Now we are able to export the engine by:

python3 export_salm.py \
    model.perception_model_path=output/speechllm_fc_llama2_7b_perception \
    model.llm_model_path=output/speechllm_fc_llama2_7b_llm_merged.nemo

You should be able to get the generated engines under ./salm folder. To run the engines, you may run:

from nemo.export.tensorrt_mm_exporter import TensorRTMMExporter

output_dir = "/ws/salm" # the engine directory
trt_llm_exporter = TensorRTMMExporter(model_dir=output_dir, load_model=True, modality='audio')
input_text = "Q: what's the transcription of the audio?
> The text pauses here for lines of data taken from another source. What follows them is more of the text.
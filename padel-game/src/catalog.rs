//! Upgrade catalog: the fixed, ordered set of purchasable upgrades.
//!
//! The catalog is the single source of truth for which upgrades exist, their
//! economics and the stat they feed. Shipped ids must never be reused for a
//! different effect, otherwise reconciliation of old saves credits the wrong
//! stat.
use serde::{Deserialize, Serialize};
use std::collections::HashSet;
use std::fmt;
use std::str::FromStr;
use std::sync::OnceLock;
use thiserror::Error;

use crate::cost::upgrade_cost;

/// Aggregate stat an upgrade contributes to.
#[derive(Debug, Clone, Copy, PartialEq, Eq, Hash, Serialize, Deserialize)]
pub enum Effect {
    #[serde(rename = "clickPower")]
    ClickPower,
    #[serde(rename = "autoClick")]
    AutoClick,
    #[serde(rename = "multiplier")]
    Multiplier,
}

impl Effect {
    #[must_use]
    pub const fn as_str(self) -> &'static str {
        match self {
            Self::ClickPower => "clickPower",
            Self::AutoClick => "autoClick",
            Self::Multiplier => "multiplier",
        }
    }
}

impl fmt::Display for Effect {
    fn fmt(&self, f: &mut fmt::Formatter<'_>) -> fmt::Result {
        f.write_str(self.as_str())
    }
}

impl FromStr for Effect {
    type Err = ();

    fn from_str(s: &str) -> Result<Self, Self::Err> {
        match s {
            "clickPower" => Ok(Self::ClickPower),
            "autoClick" => Ok(Self::AutoClick),
            "multiplier" => Ok(Self::Multiplier),
            _ => Err(()),
        }
    }
}

/// An upgrade definition together with its purchased level.
#[derive(Debug, Clone, PartialEq, Serialize, Deserialize)]
#[serde(rename_all = "camelCase")]
pub struct Upgrade {
    pub id: String,
    pub name: String,
    pub description: String,
    pub icon: String,
    /// Price of level 1.
    pub base_cost: f64,
    /// Geometric cost growth per level, always > 1.
    pub cost_multiplier: f64,
    pub level: u32,
    pub max_level: u32,
    pub effect: Effect,
    /// Contribution per level to the stat named by `effect`.
    pub effect_value: f64,
}

impl Upgrade {
    /// Price of advancing from the current level to the next one.
    #[must_use]
    pub fn next_cost(&self) -> f64 {
        upgrade_cost(self.base_cost, self.cost_multiplier, self.level)
    }

    #[must_use]
    pub const fn is_maxed(&self) -> bool {
        self.level >= self.max_level
    }

    /// Same definition at `level`, clamped to `max_level`.
    #[must_use]
    pub fn at_level(&self, level: u32) -> Self {
        Self {
            level: level.min(self.max_level),
            ..self.clone()
        }
    }
}

/// Errors raised when catalog invariants are violated.
#[derive(Debug, Error, PartialEq)]
pub enum CatalogError {
    #[error("upgrade id must not be empty")]
    EmptyId,
    #[error("duplicate upgrade id `{0}`")]
    DuplicateId(String),
    #[error("upgrade `{id}` base cost must be positive (got {value})")]
    BaseCost { id: String, value: f64 },
    #[error("upgrade `{id}` cost multiplier must exceed 1 (got {value})")]
    CostMultiplier { id: String, value: f64 },
    #[error("upgrade `{id}` max level must be at least 1")]
    MaxLevel { id: String },
    #[error("upgrade `{id}` effect value must be non-negative (got {value})")]
    EffectValue { id: String, value: f64 },
}

/// Ordered, validated list of upgrade definitions.
#[derive(Debug, Clone, PartialEq)]
pub struct Catalog {
    entries: Vec<Upgrade>,
}

impl Catalog {
    /// Build a catalog from definitions, validating every entry.
    ///
    /// Levels carried by `entries` are reset to 0.
    ///
    /// # Errors
    ///
    /// Returns the first [`CatalogError`] found, in entry order.
    pub fn new(entries: Vec<Upgrade>) -> Result<Self, CatalogError> {
        let mut seen = HashSet::new();
        for entry in &entries {
            validate_entry(entry)?;
            if !seen.insert(entry.id.as_str()) {
                return Err(CatalogError::DuplicateId(entry.id.clone()));
            }
        }
        let entries = entries.into_iter().map(|u| u.at_level(0)).collect();
        Ok(Self { entries })
    }

    /// The catalog shipped with the game.
    #[must_use]
    pub fn standard() -> &'static Self {
        static CATALOG: OnceLock<Catalog> = OnceLock::new();
        CATALOG.get_or_init(|| Self {
            entries: SHIPPED.iter().map(ShippedUpgrade::to_upgrade).collect(),
        })
    }

    #[must_use]
    pub fn get(&self, id: &str) -> Option<&Upgrade> {
        self.entries.iter().find(|u| u.id == id)
    }

    pub fn iter(&self) -> impl Iterator<Item = &Upgrade> {
        self.entries.iter()
    }

    #[must_use]
    pub fn len(&self) -> usize {
        self.entries.len()
    }

    #[must_use]
    pub fn is_empty(&self) -> bool {
        self.entries.is_empty()
    }

    /// Every catalog entry at level 0, in catalog order.
    #[must_use]
    pub fn fresh_upgrades(&self) -> Vec<Upgrade> {
        self.entries.clone()
    }
}

fn validate_entry(entry: &Upgrade) -> Result<(), CatalogError> {
    let id = || entry.id.clone();
    if entry.id.is_empty() {
        return Err(CatalogError::EmptyId);
    }
    if !entry.base_cost.is_finite() || entry.base_cost <= 0.0 {
        return Err(CatalogError::BaseCost {
            id: id(),
            value: entry.base_cost,
        });
    }
    if !entry.cost_multiplier.is_finite() || entry.cost_multiplier <= 1.0 {
        return Err(CatalogError::CostMultiplier {
            id: id(),
            value: entry.cost_multiplier,
        });
    }
    if entry.max_level == 0 {
        return Err(CatalogError::MaxLevel { id: id() });
    }
    if !entry.effect_value.is_finite() || entry.effect_value < 0.0 {
        return Err(CatalogError::EffectValue {
            id: id(),
            value: entry.effect_value,
        });
    }
    Ok(())
}

struct ShippedUpgrade {
    id: &'static str,
    name: &'static str,
    description: &'static str,
    icon: &'static str,
    base_cost: f64,
    cost_multiplier: f64,
    max_level: u32,
    effect: Effect,
    effect_value: f64,
}

impl ShippedUpgrade {
    fn to_upgrade(&self) -> Upgrade {
        Upgrade {
            id: self.id.to_string(),
            name: self.name.to_string(),
            description: self.description.to_string(),
            icon: self.icon.to_string(),
            base_cost: self.base_cost,
            cost_multiplier: self.cost_multiplier,
            level: 0,
            max_level: self.max_level,
            effect: self.effect,
            effect_value: self.effect_value,
        }
    }
}

const SHIPPED: [ShippedUpgrade; 7] = [
    ShippedUpgrade {
        id: "grip",
        name: "Overgrip",
        description: "+1 punto por golpe",
        icon: "🎾",
        base_cost: 10.0,
        cost_multiplier: 1.15,
        max_level: 50,
        effect: Effect::ClickPower,
        effect_value: 1.0,
    },
    ShippedUpgrade {
        id: "carbon_racket",
        name: "Pala de carbono",
        description: "+5 puntos por golpe",
        icon: "🏸",
        base_cost: 150.0,
        cost_multiplier: 1.2,
        max_level: 25,
        effect: Effect::ClickPower,
        effect_value: 5.0,
    },
    ShippedUpgrade {
        id: "ball_machine",
        name: "Lanzapelotas",
        description: "+1 punto por segundo",
        icon: "⚙️",
        base_cost: 50.0,
        cost_multiplier: 1.15,
        max_level: 50,
        effect: Effect::AutoClick,
        effect_value: 1.0,
    },
    ShippedUpgrade {
        id: "sparring",
        name: "Sparring",
        description: "+5 puntos por segundo",
        icon: "🤝",
        base_cost: 500.0,
        cost_multiplier: 1.2,
        max_level: 25,
        effect: Effect::AutoClick,
        effect_value: 5.0,
    },
    ShippedUpgrade {
        id: "coach",
        name: "Entrenador",
        description: "+0.25x multiplicador",
        icon: "📋",
        base_cost: 1_000.0,
        cost_multiplier: 1.5,
        max_level: 10,
        effect: Effect::Multiplier,
        effect_value: 0.25,
    },
    ShippedUpgrade {
        id: "club",
        name: "Club de pádel",
        description: "+25 puntos por segundo",
        icon: "🏟️",
        base_cost: 5_000.0,
        cost_multiplier: 1.25,
        max_level: 20,
        effect: Effect::AutoClick,
        effect_value: 25.0,
    },
    ShippedUpgrade {
        id: "sponsor",
        name: "Patrocinador",
        description: "+1x multiplicador",
        icon: "🏆",
        base_cost: 25_000.0,
        cost_multiplier: 2.0,
        max_level: 5,
        effect: Effect::Multiplier,
        effect_value: 1.0,
    },
];

#[cfg(test)]
pub(crate) fn test_upgrade(id: &str, effect: Effect, effect_value: f64, max_level: u32) -> Upgrade {
    Upgrade {
        id: id.to_string(),
        name: id.to_string(),
        description: String::new(),
        icon: String::new(),
        base_cost: 10.0,
        cost_multiplier: 1.15,
        level: 0,
        max_level,
        effect,
        effect_value,
    }
}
A:"
input_media = '/ws/data/test_audio.wav'
print(trt_llm_exporter.forward(input_text, input_media))

Deploy

If you want to generate the engines and deploy them with Triton Inference Server, you may also run:

python3 NeMo/scripts/deploy/multimodal/deploy_triton.py \
        --modality="audio" \
        --visual_checkpoint=NeMo/examples/multimodal/speech_llm/export/output/speechllm_fc_llama2_7b_perception \
        --llm_checkpoint=NeMo/examples/multimodal/speech_llm/export/output/speechllm_fc_llama2_7b_llm_merged.nemo \
        --llm_model_type="llama" \
        --model_type="salm" \
        --triton_model_name="salm" \
        --max_input_len=4096 \
        --max_output_len=256 \
        --max_multimodal_len=3072 \
        --triton_model_repository=/tmp/trt_model_dir/

And on client side, you may run:

python3 NeMo/scripts/deploy/multimodal/query.py \
        --model_name="salm" \
        --model_type="salm" \
        --input_text="Q: what's the transcription of the audio? A:" \
        --input_media=/ws/data/test_audio.wav

For more details, please check NeMo/scripts/deploy/multimodal/deploy_triton.py and NeMo/scripts/deploy/multimodal/query.py.